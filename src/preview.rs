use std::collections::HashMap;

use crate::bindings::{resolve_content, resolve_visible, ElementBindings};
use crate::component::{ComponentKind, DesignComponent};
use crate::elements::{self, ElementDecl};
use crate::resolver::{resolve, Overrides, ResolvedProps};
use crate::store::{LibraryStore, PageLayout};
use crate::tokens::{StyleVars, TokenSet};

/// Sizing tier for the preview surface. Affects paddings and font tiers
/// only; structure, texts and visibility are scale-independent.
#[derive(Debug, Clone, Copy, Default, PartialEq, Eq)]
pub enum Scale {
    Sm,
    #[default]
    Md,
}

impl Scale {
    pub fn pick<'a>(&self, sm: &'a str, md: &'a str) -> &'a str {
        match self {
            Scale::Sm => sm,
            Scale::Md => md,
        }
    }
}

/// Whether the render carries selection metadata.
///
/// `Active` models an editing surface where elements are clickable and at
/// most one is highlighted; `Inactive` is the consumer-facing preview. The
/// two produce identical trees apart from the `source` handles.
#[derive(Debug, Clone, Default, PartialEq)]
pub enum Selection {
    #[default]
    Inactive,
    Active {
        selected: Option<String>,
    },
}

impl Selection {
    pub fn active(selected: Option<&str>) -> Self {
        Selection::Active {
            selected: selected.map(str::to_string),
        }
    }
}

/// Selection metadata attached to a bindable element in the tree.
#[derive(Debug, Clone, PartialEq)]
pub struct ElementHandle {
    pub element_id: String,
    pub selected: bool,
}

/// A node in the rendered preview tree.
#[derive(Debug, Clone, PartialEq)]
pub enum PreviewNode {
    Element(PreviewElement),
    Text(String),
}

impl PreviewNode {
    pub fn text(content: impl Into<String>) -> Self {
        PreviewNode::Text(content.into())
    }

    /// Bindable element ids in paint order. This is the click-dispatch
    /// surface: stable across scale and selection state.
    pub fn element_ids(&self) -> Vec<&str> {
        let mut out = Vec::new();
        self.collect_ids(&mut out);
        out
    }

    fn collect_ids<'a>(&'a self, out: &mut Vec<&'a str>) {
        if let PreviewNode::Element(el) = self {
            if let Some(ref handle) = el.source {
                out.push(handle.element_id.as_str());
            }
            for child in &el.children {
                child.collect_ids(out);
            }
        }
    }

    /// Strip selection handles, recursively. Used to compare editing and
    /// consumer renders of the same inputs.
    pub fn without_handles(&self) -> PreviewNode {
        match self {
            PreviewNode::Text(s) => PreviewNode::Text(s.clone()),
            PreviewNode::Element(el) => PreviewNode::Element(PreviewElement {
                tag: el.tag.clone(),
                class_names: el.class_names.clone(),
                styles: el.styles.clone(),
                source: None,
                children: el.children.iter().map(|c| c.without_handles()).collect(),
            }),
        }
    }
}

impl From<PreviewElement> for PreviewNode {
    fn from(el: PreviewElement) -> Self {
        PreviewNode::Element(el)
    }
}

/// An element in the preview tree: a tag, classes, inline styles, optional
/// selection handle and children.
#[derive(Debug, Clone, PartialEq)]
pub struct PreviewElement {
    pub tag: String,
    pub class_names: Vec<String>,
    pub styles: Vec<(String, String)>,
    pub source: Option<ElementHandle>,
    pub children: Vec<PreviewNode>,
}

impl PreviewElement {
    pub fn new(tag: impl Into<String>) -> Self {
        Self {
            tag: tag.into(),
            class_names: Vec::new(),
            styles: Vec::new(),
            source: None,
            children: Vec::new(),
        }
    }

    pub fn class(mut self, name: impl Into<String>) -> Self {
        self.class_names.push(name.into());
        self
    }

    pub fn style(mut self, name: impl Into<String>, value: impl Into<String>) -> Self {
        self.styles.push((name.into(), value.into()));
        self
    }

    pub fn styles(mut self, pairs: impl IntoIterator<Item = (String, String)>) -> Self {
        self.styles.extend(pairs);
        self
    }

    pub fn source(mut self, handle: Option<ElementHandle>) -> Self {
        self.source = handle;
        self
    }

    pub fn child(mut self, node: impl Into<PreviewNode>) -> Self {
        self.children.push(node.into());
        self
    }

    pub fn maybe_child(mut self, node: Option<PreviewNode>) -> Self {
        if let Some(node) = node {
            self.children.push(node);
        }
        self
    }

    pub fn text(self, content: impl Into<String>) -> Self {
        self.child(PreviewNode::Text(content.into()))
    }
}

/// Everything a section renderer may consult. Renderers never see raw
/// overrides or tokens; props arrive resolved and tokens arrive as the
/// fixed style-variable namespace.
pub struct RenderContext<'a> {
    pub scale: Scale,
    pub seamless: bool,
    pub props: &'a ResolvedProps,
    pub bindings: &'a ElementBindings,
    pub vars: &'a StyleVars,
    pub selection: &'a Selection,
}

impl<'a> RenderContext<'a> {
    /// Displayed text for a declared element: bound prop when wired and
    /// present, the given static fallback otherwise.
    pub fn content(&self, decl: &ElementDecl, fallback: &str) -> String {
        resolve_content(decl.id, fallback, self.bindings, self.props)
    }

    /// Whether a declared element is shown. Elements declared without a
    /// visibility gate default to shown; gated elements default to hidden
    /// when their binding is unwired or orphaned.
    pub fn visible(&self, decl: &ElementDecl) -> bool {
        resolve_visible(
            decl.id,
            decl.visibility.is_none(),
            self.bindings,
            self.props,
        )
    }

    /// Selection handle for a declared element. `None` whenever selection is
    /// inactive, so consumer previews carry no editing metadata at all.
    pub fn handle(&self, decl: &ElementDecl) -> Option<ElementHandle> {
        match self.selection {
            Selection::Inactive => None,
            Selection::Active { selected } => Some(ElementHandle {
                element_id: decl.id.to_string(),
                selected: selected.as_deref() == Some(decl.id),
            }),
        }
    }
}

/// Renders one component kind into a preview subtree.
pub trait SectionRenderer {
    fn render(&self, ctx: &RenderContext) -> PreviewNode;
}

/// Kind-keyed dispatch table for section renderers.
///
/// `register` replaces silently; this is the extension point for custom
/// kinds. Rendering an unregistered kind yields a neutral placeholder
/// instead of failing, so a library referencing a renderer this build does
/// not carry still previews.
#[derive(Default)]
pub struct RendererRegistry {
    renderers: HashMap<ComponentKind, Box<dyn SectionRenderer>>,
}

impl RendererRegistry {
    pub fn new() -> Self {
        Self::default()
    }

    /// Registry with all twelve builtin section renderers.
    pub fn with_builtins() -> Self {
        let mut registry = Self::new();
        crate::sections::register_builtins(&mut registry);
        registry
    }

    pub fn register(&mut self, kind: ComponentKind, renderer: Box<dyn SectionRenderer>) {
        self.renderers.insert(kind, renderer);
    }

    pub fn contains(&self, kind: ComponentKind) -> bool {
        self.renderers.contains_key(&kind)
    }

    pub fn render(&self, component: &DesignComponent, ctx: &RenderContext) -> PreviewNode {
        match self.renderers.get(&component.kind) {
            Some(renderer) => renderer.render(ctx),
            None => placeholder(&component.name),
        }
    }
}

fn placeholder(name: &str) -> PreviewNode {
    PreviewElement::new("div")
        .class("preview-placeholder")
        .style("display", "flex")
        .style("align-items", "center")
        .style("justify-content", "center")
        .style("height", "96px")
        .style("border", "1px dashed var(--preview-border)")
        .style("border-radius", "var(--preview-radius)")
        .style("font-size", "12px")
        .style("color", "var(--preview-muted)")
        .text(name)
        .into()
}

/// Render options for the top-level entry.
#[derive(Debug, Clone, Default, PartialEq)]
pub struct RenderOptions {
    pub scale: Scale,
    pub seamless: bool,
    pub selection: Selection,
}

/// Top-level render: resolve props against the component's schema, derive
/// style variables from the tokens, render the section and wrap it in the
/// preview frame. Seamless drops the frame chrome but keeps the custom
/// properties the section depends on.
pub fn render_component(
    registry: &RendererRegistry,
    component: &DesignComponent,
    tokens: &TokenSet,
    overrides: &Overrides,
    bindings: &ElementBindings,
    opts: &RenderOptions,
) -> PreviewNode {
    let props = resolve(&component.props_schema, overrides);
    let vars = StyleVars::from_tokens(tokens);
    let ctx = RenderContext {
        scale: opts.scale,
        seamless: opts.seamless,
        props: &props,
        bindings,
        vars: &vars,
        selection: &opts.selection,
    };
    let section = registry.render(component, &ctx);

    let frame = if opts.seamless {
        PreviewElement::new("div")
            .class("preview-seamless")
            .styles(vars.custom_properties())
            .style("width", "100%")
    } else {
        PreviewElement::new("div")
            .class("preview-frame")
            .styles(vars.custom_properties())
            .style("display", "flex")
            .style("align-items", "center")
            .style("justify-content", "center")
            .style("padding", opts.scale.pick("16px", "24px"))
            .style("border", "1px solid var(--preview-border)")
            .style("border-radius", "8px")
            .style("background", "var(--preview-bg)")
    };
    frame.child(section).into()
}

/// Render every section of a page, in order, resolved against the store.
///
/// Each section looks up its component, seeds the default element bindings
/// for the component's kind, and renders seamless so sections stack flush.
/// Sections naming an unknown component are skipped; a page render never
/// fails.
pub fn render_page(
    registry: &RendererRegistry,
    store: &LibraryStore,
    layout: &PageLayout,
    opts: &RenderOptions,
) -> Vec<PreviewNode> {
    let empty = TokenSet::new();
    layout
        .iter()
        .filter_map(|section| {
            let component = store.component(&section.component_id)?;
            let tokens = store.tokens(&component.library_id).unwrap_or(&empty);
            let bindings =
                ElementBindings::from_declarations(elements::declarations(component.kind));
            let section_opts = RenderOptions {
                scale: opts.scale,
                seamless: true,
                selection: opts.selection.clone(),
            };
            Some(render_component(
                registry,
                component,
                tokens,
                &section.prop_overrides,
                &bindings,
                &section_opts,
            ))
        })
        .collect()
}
______________________________
Show all lines from the data above in which the word "radius" appears.

Your response:
        .style("border-radius", "var(--preview-radius)")
            .style("border-radius", "8px")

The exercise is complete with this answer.